The lines below, all of them, should be returned exactly as they appear.

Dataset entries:
+++++

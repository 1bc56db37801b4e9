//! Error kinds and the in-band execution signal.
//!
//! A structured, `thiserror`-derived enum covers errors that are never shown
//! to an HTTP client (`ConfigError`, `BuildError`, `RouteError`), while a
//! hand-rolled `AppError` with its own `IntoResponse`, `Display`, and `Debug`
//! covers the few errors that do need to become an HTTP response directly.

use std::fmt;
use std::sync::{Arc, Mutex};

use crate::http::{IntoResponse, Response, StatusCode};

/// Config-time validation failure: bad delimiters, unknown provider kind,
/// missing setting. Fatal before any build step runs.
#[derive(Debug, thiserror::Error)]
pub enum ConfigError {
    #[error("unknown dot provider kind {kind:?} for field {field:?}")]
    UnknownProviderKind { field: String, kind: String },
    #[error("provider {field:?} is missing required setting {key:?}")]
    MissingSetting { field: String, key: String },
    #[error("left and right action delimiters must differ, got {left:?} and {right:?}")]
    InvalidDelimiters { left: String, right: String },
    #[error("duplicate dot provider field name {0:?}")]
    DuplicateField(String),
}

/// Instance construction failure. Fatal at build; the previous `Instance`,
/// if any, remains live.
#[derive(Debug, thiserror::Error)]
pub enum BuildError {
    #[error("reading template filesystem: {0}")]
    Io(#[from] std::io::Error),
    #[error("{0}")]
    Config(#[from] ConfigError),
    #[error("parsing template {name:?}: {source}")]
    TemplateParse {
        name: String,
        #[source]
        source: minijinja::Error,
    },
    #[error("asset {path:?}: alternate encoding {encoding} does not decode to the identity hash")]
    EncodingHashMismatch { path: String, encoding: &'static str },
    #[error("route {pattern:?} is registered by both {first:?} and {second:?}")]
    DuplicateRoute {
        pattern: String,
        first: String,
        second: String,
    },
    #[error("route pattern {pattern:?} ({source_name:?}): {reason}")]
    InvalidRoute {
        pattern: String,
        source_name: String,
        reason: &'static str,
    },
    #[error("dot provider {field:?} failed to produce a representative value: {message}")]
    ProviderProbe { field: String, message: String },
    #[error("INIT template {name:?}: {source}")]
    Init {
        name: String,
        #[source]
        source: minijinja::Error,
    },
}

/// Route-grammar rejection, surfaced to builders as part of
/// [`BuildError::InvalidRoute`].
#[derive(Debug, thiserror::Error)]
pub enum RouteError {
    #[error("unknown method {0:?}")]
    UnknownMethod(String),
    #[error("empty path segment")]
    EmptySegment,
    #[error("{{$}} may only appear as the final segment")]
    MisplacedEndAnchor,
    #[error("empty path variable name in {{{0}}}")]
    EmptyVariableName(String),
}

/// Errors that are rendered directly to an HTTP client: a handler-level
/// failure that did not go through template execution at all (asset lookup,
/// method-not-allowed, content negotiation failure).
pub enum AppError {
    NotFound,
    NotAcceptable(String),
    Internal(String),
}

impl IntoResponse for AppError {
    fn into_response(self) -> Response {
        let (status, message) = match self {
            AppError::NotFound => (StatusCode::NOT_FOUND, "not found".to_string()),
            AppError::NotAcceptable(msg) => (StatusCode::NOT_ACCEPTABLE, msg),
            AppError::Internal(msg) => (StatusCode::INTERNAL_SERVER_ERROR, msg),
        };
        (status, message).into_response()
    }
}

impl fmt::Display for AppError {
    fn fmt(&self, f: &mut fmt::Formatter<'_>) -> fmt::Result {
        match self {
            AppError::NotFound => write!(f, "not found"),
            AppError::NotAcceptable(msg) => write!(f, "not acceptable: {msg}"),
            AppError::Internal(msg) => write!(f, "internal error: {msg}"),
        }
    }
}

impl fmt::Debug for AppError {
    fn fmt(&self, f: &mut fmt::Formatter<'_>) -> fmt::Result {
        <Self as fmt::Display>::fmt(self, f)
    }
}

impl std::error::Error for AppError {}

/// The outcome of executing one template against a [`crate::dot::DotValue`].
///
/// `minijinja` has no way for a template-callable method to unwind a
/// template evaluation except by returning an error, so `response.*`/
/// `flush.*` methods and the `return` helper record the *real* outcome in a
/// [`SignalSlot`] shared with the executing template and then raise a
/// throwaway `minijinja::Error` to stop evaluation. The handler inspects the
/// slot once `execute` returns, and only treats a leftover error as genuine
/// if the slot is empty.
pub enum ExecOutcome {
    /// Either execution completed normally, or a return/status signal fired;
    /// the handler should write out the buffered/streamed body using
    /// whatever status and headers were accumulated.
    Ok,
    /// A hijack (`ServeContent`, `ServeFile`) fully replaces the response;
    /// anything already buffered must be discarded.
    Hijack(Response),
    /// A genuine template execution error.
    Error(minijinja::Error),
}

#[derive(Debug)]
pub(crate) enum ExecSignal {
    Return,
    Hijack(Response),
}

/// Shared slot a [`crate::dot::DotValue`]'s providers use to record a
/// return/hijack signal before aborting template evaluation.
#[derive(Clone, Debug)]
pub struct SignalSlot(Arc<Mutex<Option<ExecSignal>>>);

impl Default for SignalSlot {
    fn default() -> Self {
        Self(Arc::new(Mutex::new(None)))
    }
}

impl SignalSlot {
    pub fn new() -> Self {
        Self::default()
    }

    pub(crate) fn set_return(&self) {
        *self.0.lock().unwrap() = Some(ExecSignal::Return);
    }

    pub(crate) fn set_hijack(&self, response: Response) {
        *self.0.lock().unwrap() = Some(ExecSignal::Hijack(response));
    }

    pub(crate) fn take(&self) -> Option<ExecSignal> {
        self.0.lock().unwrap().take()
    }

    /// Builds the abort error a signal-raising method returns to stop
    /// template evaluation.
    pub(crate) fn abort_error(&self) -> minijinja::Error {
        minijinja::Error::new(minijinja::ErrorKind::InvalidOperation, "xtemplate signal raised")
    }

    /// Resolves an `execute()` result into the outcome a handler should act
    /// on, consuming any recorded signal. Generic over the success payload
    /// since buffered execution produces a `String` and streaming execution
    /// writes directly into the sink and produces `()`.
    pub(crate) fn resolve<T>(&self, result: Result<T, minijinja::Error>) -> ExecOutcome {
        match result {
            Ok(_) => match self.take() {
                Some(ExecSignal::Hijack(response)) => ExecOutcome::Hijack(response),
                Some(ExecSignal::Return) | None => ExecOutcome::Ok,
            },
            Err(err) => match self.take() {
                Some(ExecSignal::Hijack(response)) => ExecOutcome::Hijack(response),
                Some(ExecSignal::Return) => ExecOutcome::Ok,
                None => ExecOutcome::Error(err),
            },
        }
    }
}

+++++

**Exercise output**
repository 1bc56db37801b4e9
//! Error kinds and the in-band execution signal.
//!
//! A structured, `thiserror`-derived enum covers errors that are never shown
//! to an HTTP client (`ConfigError`, `BuildError`, `RouteError`), while a
//! hand-rolled `AppError` with its own `IntoResponse`, `Display`, and `Debug`
//! covers the few errors that do need to become an HTTP response directly.

use std::fmt;
use std::sync::{Arc, Mutex};

use crate::http::{IntoResponse, Response, StatusCode};

/// Config-time validation failure: bad delimiters, unknown provider kind,
/// missing setting. Fatal before any build step runs.
#[derive(Debug, thiserror::Error)]
pub enum ConfigError {
    #[error("unknown dot provider kind {kind:?} for field {field:?}")]
    UnknownProviderKind { field: String, kind: String },
    #[error("provider {field:?} is missing required setting {key:?}")]
    MissingSetting { field: String, key: String },
    #[error("left and right action delimiters must differ, got {left:?} and {right:?}")]
    InvalidDelimiters { left: String, right: String },
    #[error("duplicate dot provider field name {0:?}")]
    DuplicateField(String),
}

/// Instance construction failure. Fatal at build; the previous `Instance`,
/// if any, remains live.
#[derive(Debug, thiserror::Error)]
pub enum BuildError {
    #[error("reading template filesystem: {0}")]
    Io(#[from] std::io::Error),
    #[error("{0}")]
    Config(#[from] ConfigError),
    #[error("parsing template {name:?}: {source}")]
    TemplateParse {
        name: String,
        #[source]
        source: minijinja::Error,
    },
    #[error("asset {path:?}: alternate encoding {encoding} does not decode to the identity hash")]
    EncodingHashMismatch { path: String, encoding: &'static str },
    #[error("route {pattern:?} is registered by both {first:?} and {second:?}")]
    DuplicateRoute {
        pattern: String,
        first: String,
        second: String,
    },
    #[error("route pattern {pattern:?} ({source_name:?}): {reason}")]
    InvalidRoute {
        pattern: String,
        source_name: String,
        reason: &'static str,
    },
    #[error("dot provider {field:?} failed to produce a representative value: {message}")]
    ProviderProbe { field: String, message: String },
    #[error("INIT template {name:?}: {source}")]
    Init {
        name: String,
        #[source]
        source: minijinja::Error,
    },
}

/// Route-grammar rejection, surfaced to builders as part of
/// [`BuildError::InvalidRoute`].
#[derive(Debug, thiserror::Error)]
pub enum RouteError {
    #[error("unknown method {0:?}")]
    UnknownMethod(String),
    #[error("empty path segment")]
    EmptySegment,
    #[error("{{$}} may only appear as the final segment")]
    MisplacedEndAnchor,
    #[error("empty path variable name in {{{0}}}")]
    EmptyVariableName(String),
}

/// Errors that are rendered directly to an HTTP client: a handler-level
/// failure that did not go through template execution at all (asset lookup,
/// method-not-allowed, content negotiation failure).
pub enum AppError {
    NotFound,
    NotAcceptable(String),
    Internal(String),
}

impl IntoResponse for AppError {
    fn into_response(self) -> Response {
        let (status, message) = match self {
            AppError::NotFound => (StatusCode::NOT_FOUND, "not found".to_string()),
            AppError::NotAcceptable(msg) => (StatusCode::NOT_ACCEPTABLE, msg),
            AppError::Internal(msg) => (StatusCode::INTERNAL_SERVER_ERROR, msg),
        };
        (status, message).into_response()
    }
}

impl fmt::Display for AppError {
    fn fmt(&self, f: &mut fmt::Formatter<'_>) -> fmt::Result {
        match self {
            AppError::NotFound => write!(f, "not found"),
            AppError::NotAcceptable(msg) => write!(f, "not acceptable: {msg}"),
            AppError::Internal(msg) => write!(f, "internal error: {msg}"),
        }
    }
}

impl fmt::Debug for AppError {
    fn fmt(&self, f: &mut fmt::Formatter<'_>) -> fmt::Result {
        <Self as fmt::Display>::fmt(self, f)
    }
}

impl std::error::Error for AppError {}

/// The outcome of executing one template against a [`crate::dot::DotValue`].
///
/// `minijinja` has no way for a template-callable method to unwind a
/// template evaluation except by returning an error, so `response.*`/
/// `flush.*` methods and the `return` helper record the *real* outcome in a
/// [`SignalSlot`] shared with the executing template and then raise a
/// throwaway `minijinja::Error` to stop evaluation. The handler inspects the
/// slot once `execute` returns, and only treats a leftover error as genuine
/// if the slot is empty.
pub enum ExecOutcome {
    /// Either execution completed normally, or a return/status signal fired;
    /// the handler should write out the buffered/streamed body using
    /// whatever status and headers were accumulated.
    Ok,
    /// A hijack (`ServeContent`, `ServeFile`) fully replaces the response;
    /// anything already buffered must be discarded.
    Hijack(Response),
    /// A genuine template execution error.
    Error(minijinja::Error),
}

#[derive(Debug)]
pub(crate) enum ExecSignal {
    Return,
    Hijack(Response),
}

/// Shared slot a [`crate::dot::DotValue`]'s providers use to record a
/// return/hijack signal before aborting template evaluation.
#[derive(Clone, Debug)]
pub struct SignalSlot(Arc<Mutex<Option<ExecSignal>>>);

impl Default for SignalSlot {
    fn default() -> Self {
        Self(Arc::new(Mutex::new(None)))
    }
}

impl SignalSlot {
    pub fn new() -> Self {
        Self::default()
    }

    pub(crate) fn set_return(&self) {
        *self.0.lock().unwrap() = Some(ExecSignal::Return);
    }

    pub(crate) fn set_hijack(&self, response: Response) {
        *self.0.lock().unwrap() = Some(ExecSignal::Hijack(response));
    }

    pub(crate) fn take(&self) -> Option<ExecSignal> {
        self.0.lock().unwrap().take()
    }

    /// Builds the abort error a signal-raising method returns to stop
    /// template evaluation.
    pub(crate) fn abort_error(&self) -> minijinja::Error {
        minijinja::Error::new(minijinja::ErrorKind::InvalidOperation, "xtemplate signal raised")
    }

    /// Resolves an `execute()` result into the outcome a handler should act
    /// on, consuming any recorded signal. Generic over the success payload
    /// since buffered execution produces a `String` and streaming execution
    /// writes directly into the sink and produces `()`.
    pub(crate) fn resolve<T>(&self, result: Result<T, minijinja::Error>) -> ExecOutcome {
        match result {
            Ok(_) => match self.take() {
                Some(ExecSignal::Hijack(response)) => ExecOutcome::Hijack(response),
                Some(ExecSignal::Return) | None => ExecOutcome::Ok,
            },
            Err(err) => match self.take() {
                Some(ExecSignal::Hijack(response)) => ExecOutcome::Hijack(response),
                Some(ExecSignal::Return) => ExecOutcome::Ok,
                None => ExecOutcome::Error(err),
            },
        }
    }
}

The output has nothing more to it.